SPO600 Project Stage 2 (Pt.5) - gcc pass to identify clone functions and comparing them

In the previous parts, I created a GCC pass on an x86-64 server to identify function clones and compare them. It will compare the number of GIMPLE statements and basic blocks of two clone. Also, I used a vector to store the GIMPLE Type and compare it afterward.

Target: Compare operands type and the number of operands for assignment GIMPLE statements.

For the assignment operation, we check the right-hand operands to determine whether the statement structures are identical.

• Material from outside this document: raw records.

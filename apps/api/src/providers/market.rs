//! Polygon adapter: quotes, daily bars and company reference data for the
//! market-trends dashboard.

use std::sync::Arc;
use std::time::Duration;

use chrono::{DateTime, NaiveDate, Utc};
use serde::{Deserialize, Serialize};
use serde_json::Value;
use tokio::task::JoinSet;
use tracing::warn;

use crate::gateway::aggregate::degrade;
use crate::gateway::error::{ClassifiedError, ErrorKind};
use crate::gateway::provider::{AuthStyle, ProviderConfig};
use crate::gateway::Gateway;

pub const PROVIDER: ProviderConfig = ProviderConfig {
    name: "polygon",
    base_url: "https://api.polygon.io",
    api_key_env_var: "POLYGON_API_KEY",
    auth_style: AuthStyle::HeaderBearer,
    cache_window: Some(Duration::from_secs(15 * 60)),
    status_overrides: &[],
    embedded_error: detect_error,
};

/// Large tech employers tracked on the market-trends page.
pub const WATCH_LIST: &[&str] = &[
    "AAPL", "MSFT", "GOOGL", "AMZN", "META", "NVDA", "CRM", "ORCL", "IBM", "ADBE",
];

pub const DEFAULT_SERIES_POINTS: usize = 30;
pub const MAX_SERIES_POINTS: usize = 365;
pub const DEFAULT_MOVERS: usize = 5;

#[derive(Debug, Clone, PartialEq, Serialize)]
pub struct StockQuote {
    pub ticker: String,
    pub price: f64,
    pub previous_close: f64,
    pub change: f64,
    pub change_percent: f64,
    pub volume: u64,
    pub updated_at: Option<DateTime<Utc>>,
}

#[derive(Debug, Clone, PartialEq, Serialize)]
pub struct StockPoint {
    pub date: NaiveDate,
    pub open: f64,
    pub high: f64,
    pub low: f64,
    pub close: f64,
    pub volume: u64,
}

#[derive(Debug, Clone, PartialEq, Serialize)]
pub struct CompanyDetails {
    pub ticker: String,
    pub name: String,
    pub description: Option<String>,
    pub market_cap: Option<f64>,
    pub homepage_url: Option<String>,
    pub total_employees: Option<u64>,
    pub industry: Option<String>,
}

#[derive(Debug, Clone, PartialEq, Serialize)]
pub struct StockOverview {
    pub ticker: String,
    pub quote: Option<StockQuote>,
    pub series: Vec<StockPoint>,
    pub details: Option<CompanyDetails>,
}

/// Upper-cases and checks a ticker symbol before it is put in a URL path.
pub fn normalize_ticker(raw: &str) -> Result<String, ClassifiedError> {
    let ticker = raw.trim().to_ascii_uppercase();
    let valid = !ticker.is_empty()
        && ticker.len() <= 10
        && ticker
            .chars()
            .all(|c| c.is_ascii_alphanumeric() || c == '.' || c == '-');
    if valid {
        Ok(ticker)
    } else {
        Err(ClassifiedError::bad_parameters(format!("invalid ticker symbol '{raw}'")))
    }
}

/// `change = price - previous_close`, `change_percent = change / previous_close * 100`.
/// A zero previous close yields a zero percentage.
pub fn derive_change(price: f64, previous_close: f64) -> (f64, f64) {
    let change = price - previous_close;
    let change_percent = if previous_close == 0.0 {
        0.0
    } else {
        change / previous_close * 100.0
    };
    (change, change_percent)
}

#[derive(Clone)]
pub struct MarketClient {
    gateway: Arc<Gateway>,
}

impl MarketClient {
    pub fn new(gateway: Arc<Gateway>) -> Self {
        Self { gateway }
    }

    pub async fn quote(&self, ticker: &str) -> Result<StockQuote, ClassifiedError> {
        let ticker = normalize_ticker(ticker)?;
        let path = format!("/v2/snapshot/locale/us/markets/stocks/tickers/{ticker}");
        let payload = self.gateway.get(&path, &[], "snapshot").await?;
        shape_quote(&payload)
    }

    /// The most recent `points` daily bars, oldest first.
    pub async fn daily_series(
        &self,
        ticker: &str,
        points: usize,
    ) -> Result<Vec<StockPoint>, ClassifiedError> {
        let ticker = normalize_ticker(ticker)?;
        let points = points.clamp(1, MAX_SERIES_POINTS);

        // Calendar lookback wide enough to cover weekends and holidays.
        let to = self.gateway.today();
        let from = to - chrono::Duration::days((points * 7 / 5 + 10) as i64);
        let path = format!(
            "/v2/aggs/ticker/{ticker}/range/1/day/{}/{}",
            from.format("%Y-%m-%d"),
            to.format("%Y-%m-%d")
        );
        let params = [
            ("adjusted", "true".to_string()),
            ("sort", "desc".to_string()),
            ("limit", points.to_string()),
        ];

        let payload = self.gateway.get(&path, &params, "daily_aggregates").await?;
        shape_series(&payload, points)
    }

    pub async fn company_details(&self, ticker: &str) -> Result<CompanyDetails, ClassifiedError> {
        let ticker = normalize_ticker(ticker)?;
        let path = format!("/v3/reference/tickers/{ticker}");
        let payload = self.gateway.get(&path, &[], "ticker_details").await?;
        shape_details(&payload)
    }

    /// Quote, series and company details fetched together.
    ///
    /// Each part degrades independently; fails only if the ticker is invalid
    /// or every part failed.
    pub async fn overview(
        &self,
        ticker: &str,
        points: usize,
    ) -> Result<StockOverview, ClassifiedError> {
        let ticker = normalize_ticker(ticker)?;
        let (quote, series, details) = tokio::join!(
            self.quote(&ticker),
            self.daily_series(&ticker, points),
            self.company_details(&ticker),
        );

        if let (Err(e), Err(_), Err(_)) = (&quote, &series, &details) {
            return Err(e.clone());
        }

        Ok(StockOverview {
            ticker,
            quote: degrade("quote", quote.map(Some)),
            series: degrade("daily_series", series),
            details: degrade("company_details", details.map(Some)),
        })
    }

    /// Quotes for `tickers`, largest percentage gain first, at most `max`.
    ///
    /// Tickers whose quote fails are skipped. Errors only when every quote failed.
    pub async fn top_movers(
        &self,
        tickers: &[&str],
        max: usize,
    ) -> Result<Vec<StockQuote>, ClassifiedError> {
        let mut set = JoinSet::new();
        for ticker in tickers {
            let client = self.clone();
            let ticker = ticker.to_string();
            set.spawn(async move { client.quote(&ticker).await });
        }

        let mut quotes = Vec::with_capacity(tickers.len());
        let mut first_error = None;
        while let Some(joined) = set.join_next().await {
            match joined {
                Ok(Ok(quote)) => quotes.push(quote),
                Ok(Err(e)) => {
                    warn!(kind = %e.kind(), "skipping ticker in top movers: {}", e.message());
                    first_error.get_or_insert(e);
                }
                Err(e) => warn!("quote task aborted: {e}"),
            }
        }

        if quotes.is_empty() {
            if let Some(e) = first_error {
                return Err(e);
            }
        }

        Ok(rank_movers(quotes, max))
    }
}

/// Sorts by `change_percent` descending (ticker as tie-break) and truncates.
pub fn rank_movers(mut quotes: Vec<StockQuote>, max: usize) -> Vec<StockQuote> {
    quotes.sort_by(|a, b| {
        b.change_percent
            .total_cmp(&a.change_percent)
            .then_with(|| a.ticker.cmp(&b.ticker))
    });
    quotes.truncate(max.max(1));
    quotes
}

#[derive(Debug, Deserialize)]
struct RawSnapshot {
    ticker: Option<RawTickerSnapshot>,
}

#[derive(Debug, Deserialize)]
#[serde(rename_all = "camelCase")]
struct RawTickerSnapshot {
    ticker: String,
    #[serde(default)]
    day: RawDay,
    #[serde(default)]
    prev_day: RawDay,
    last_trade: Option<RawTrade>,
    /// Nanoseconds since the epoch.
    updated: Option<i64>,
}

#[derive(Debug, Default, Deserialize)]
struct RawDay {
    #[serde(default)]
    c: f64,
    #[serde(default)]
    v: f64,
}

#[derive(Debug, Deserialize)]
struct RawTrade {
    p: f64,
}

pub fn shape_quote(payload: &Value) -> Result<StockQuote, ClassifiedError> {
    let raw = RawSnapshot::deserialize(payload)
        .map_err(|e| ClassifiedError::unknown(format!("unexpected polygon snapshot: {e}")))?
        .ticker
        .ok_or_else(|| ClassifiedError::unknown("polygon snapshot has no ticker data"))?;

    // Before the open, today's bar is all zeros.
    let price = raw
        .last_trade
        .map(|t| t.p)
        .filter(|p| *p > 0.0)
        .or(Some(raw.day.c).filter(|c| *c > 0.0))
        .unwrap_or(raw.prev_day.c);
    let previous_close = raw.prev_day.c;
    let (change, change_percent) = derive_change(price, previous_close);
    let volume = if raw.day.v > 0.0 { raw.day.v } else { raw.prev_day.v };

    Ok(StockQuote {
        ticker: raw.ticker,
        price,
        previous_close,
        change,
        change_percent,
        volume: volume as u64,
        updated_at: raw.updated.and_then(|ns| {
            DateTime::from_timestamp(
                ns.div_euclid(1_000_000_000),
                ns.rem_euclid(1_000_000_000) as u32,
            )
        }),
    })
}

#[derive(Debug, Deserialize)]
struct RawAggregates {
    #[serde(default)]
    results: Vec<RawBar>,
}

#[derive(Debug, Deserialize)]
struct RawBar {
    /// Milliseconds since the epoch at the start of the bar.
    t: i64,
    o: f64,
    h: f64,
    l: f64,
    c: f64,
    #[serde(default)]
    v: f64,
}

/// Daily bars in ascending date order, keeping the most recent `max`.
pub fn shape_series(payload: &Value, max: usize) -> Result<Vec<StockPoint>, ClassifiedError> {
    let raw = RawAggregates::deserialize(payload)
        .map_err(|e| ClassifiedError::unknown(format!("unexpected polygon aggregates: {e}")))?;

    let mut points: Vec<StockPoint> = raw
        .results
        .into_iter()
        .filter_map(|bar| {
            let date = DateTime::from_timestamp(bar.t.div_euclid(1000), 0)?.date_naive();
            Some(StockPoint {
                date,
                open: bar.o,
                high: bar.h,
                low: bar.l,
                close: bar.c,
                volume: bar.v as u64,
            })
        })
        .collect();

    points.sort_by(|a, b| a.date.cmp(&b.date));
    if points.len() > max {
        points.drain(..points.len() - max);
    }
    Ok(points)
}

#[derive(Debug, Deserialize)]
struct RawDetailsEnvelope {
    results: Option<RawDetails>,
}

#[derive(Debug, Deserialize)]
struct RawDetails {
    ticker: String,
    name: String,
    description: Option<String>,
    market_cap: Option<f64>,
    homepage_url: Option<String>,
    total_employees: Option<u64>,
    sic_description: Option<String>,
}

pub fn shape_details(payload: &Value) -> Result<CompanyDetails, ClassifiedError> {
    let raw = RawDetailsEnvelope::deserialize(payload)
        .map_err(|e| ClassifiedError::unknown(format!("unexpected polygon ticker details: {e}")))?
        .results
        .ok_or_else(|| ClassifiedError::unknown("polygon ticker details are empty"))?;

    Ok(CompanyDetails {
        ticker: raw.ticker,
        name: raw.name,
        description: raw.description,
        market_cap: raw.market_cap,
        homepage_url: raw.homepage_url,
        total_employees: raw.total_employees,
        industry: raw.sic_description,
    })
}

/// Polygon flags failures in the body with `status` `ERROR` or `NOT_AUTHORIZED`.
fn detect_error(payload: &Value) -> Option<ClassifiedError> {
    let status = payload.get("status").and_then(Value::as_str)?;
    let message = payload
        .get("error")
        .or_else(|| payload.get("message"))
        .and_then(Value::as_str)
        .unwrap_or("polygon reported an error");

    let kind = match status {
        "NOT_AUTHORIZED" => ErrorKind::KeyInvalid,
        "ERROR" => ErrorKind::Unknown,
        _ => return None,
    };
    Some(ClassifiedError::new(kind, format!("polygon {status}: {message}")))
}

The new version will also use a vector to store the number of operands and the types of the right-hand operands.

New version code:

/* Test Pass
        Jeff Yau, Seneca Polytechnic College
        Student ID :142466234
        Modelled on tree-nrv.cc and tree-ctyler.cc by Chris Tyler, Seneca Polytechnic College, 2024-11

This file is part of GCC.

GCC is free software; you can redistribute it and/or modify
it under the terms of the GNU General Public License as published by
the Free Software Foundation; either version 3, or (at your option)
any later version.

GCC is distributed in the hope that it will be useful,
but WITHOUT ANY WARRANTY; without even the implied warranty of
MERCHANTABILITY or FITNESS FOR A PARTICULAR PURPOSE.  See the
GNU General Public License for more details.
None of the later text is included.